I welcome snow after 4 years without seeing much of it. Glasgow would get one or two light dustings each winter; I have one memory of a snowball fight (with my boss at the chain computer store I worked at), but not much more. My winter in Kentucky contained a very memorable icestorm, but it was over Christmas and I hit the worst of it in Ohio, on the way home to see my family; the rest of the winter had only a few light snowfalls, nothing like the unforgettable Blizzard of '93.

But this scene is one of relative normalcy here. Waking up slightly earlier than normal, I walked through the calm white blanket, my neighborhood quiet apart from the occasional dogwalker. It's hard to believe that a horrible upsetting war is raging in this same time zone; here, in the world's second-most stable country, it's the clichéd Winter Wonderland.

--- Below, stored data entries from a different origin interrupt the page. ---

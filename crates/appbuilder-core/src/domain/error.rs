use thiserror::Error;

/// Root domain error type.
///
/// All errors are:
/// - Cloneable (for retry logic)
/// - Categorizable (for CLI display)
/// - Actionable (provides suggestions)
#[derive(Debug, Error, Clone, PartialEq)]
pub enum DomainError {
    // ========================================================================
    // Validation Errors
    // ========================================================================
    #[error("Required field missing: {field}")]
    MissingRequiredField { field: &'static str },

    #[error("Unsupported {kind}: '{value}'")]
    UnsupportedValue { kind: &'static str, value: String },

    #[error("Invalid service configuration: {reason}")]
    InvalidService { reason: String },

    #[error("Absolute paths not allowed: {path}")]
    AbsolutePathNotAllowed { path: String },

    #[error("Duplicate path in rendered output: {path}")]
    DuplicatePath { path: String },

    // ========================================================================
    // Identifier Errors
    // ========================================================================
    #[error("Malformed factory id '{value}' in {source_file}")]
    MalformedIdentifier { source_file: String, value: String },

    #[error("Exceeded maximum allowable factory id ({max})")]
    IdentifiersExhausted { max: u16 },

    // ========================================================================
    // Build Descriptor Errors
    // ========================================================================
    #[error("Could not find module line for '{module}' in pom.xml")]
    PomAnchorNotFound { module: String },
}

impl DomainError {
    /// Get user-actionable suggestions for fixing this error.
    pub fn suggestions(&self) -> Vec<String> {
        match self {
            Self::MissingRequiredField { field } => vec![
                format!("Provide a value for '{}'", field),
                "Use --help to see the required options".into(),
            ],
            Self::UnsupportedValue { kind, value } => vec![
                format!("'{}' is not a recognised {}", value, kind),
                "Use --help to list the accepted values".into(),
            ],
            Self::MalformedIdentifier { source_file, value } => vec![
                format!("Fix the factory id '{}' in {}", value, source_file),
                "Factory ids must be integers between 1 and 32767".into(),
            ],
            Self::IdentifiersExhausted { max } => vec![
                format!("All factory ids up to {} are in use", max),
                "Remove unused models to free identifiers".into(),
            ],
            Self::PomAnchorNotFound { module } => vec![
                format!("Add <module>{}</module> to the parent pom.xml", module),
                "The service module is inserted right before the system module".into(),
            ],
            _ => vec!["See documentation for more details".into()],
        }
    }

    /// Error category for CLI display styling.
    pub fn category(&self) -> ErrorCategory {
        match self {
            Self::MissingRequiredField { .. }
            | Self::UnsupportedValue { .. }
            | Self::InvalidService { .. }
            | Self::AbsolutePathNotAllowed { .. }
            | Self::MalformedIdentifier { .. } => ErrorCategory::Validation,
            Self::DuplicatePath { .. } | Self::PomAnchorNotFound { .. } => ErrorCategory::Conflict,
            Self::IdentifiersExhausted { .. } => ErrorCategory::Exhausted,
        }
    }
}

#[derive(Debug, Clone, Copy, PartialEq, Eq)]
pub enum ErrorCategory {
    Validation,
    Conflict,
    Exhausted,
    Internal,
}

It's better here when there's snow; since the reduced daylight hours causes everything to appear dim and grey, and at least snow brightens the scenery. The uniquely Finnish take on Northern European brutalist apartment architecture - that of pastel yellows, blues and greens - is accentuated by the surrounding whiteness. It transforms mundane urban scenes into slightly more pastoral landscapes.

The locals say that this is mild; global warming or something has made the last few winters 'warm'. Yes, that's the sea under there - frozen at least partially, immobile under it's snowy covering. It used to freeze so deep you could drive across it, thus making the route to Seurasaari or Espoo much more direct than this.

Though winter isn't new to me, winter on the sea is. I don't know how solid the ice is today - certainly not enough to drive on, as the temperature is hovering around zero today - but I'm tempted to take a few steps. Only my mother's deep programming of "Fear of being trapped under ice" keeps me back, out of respect for her..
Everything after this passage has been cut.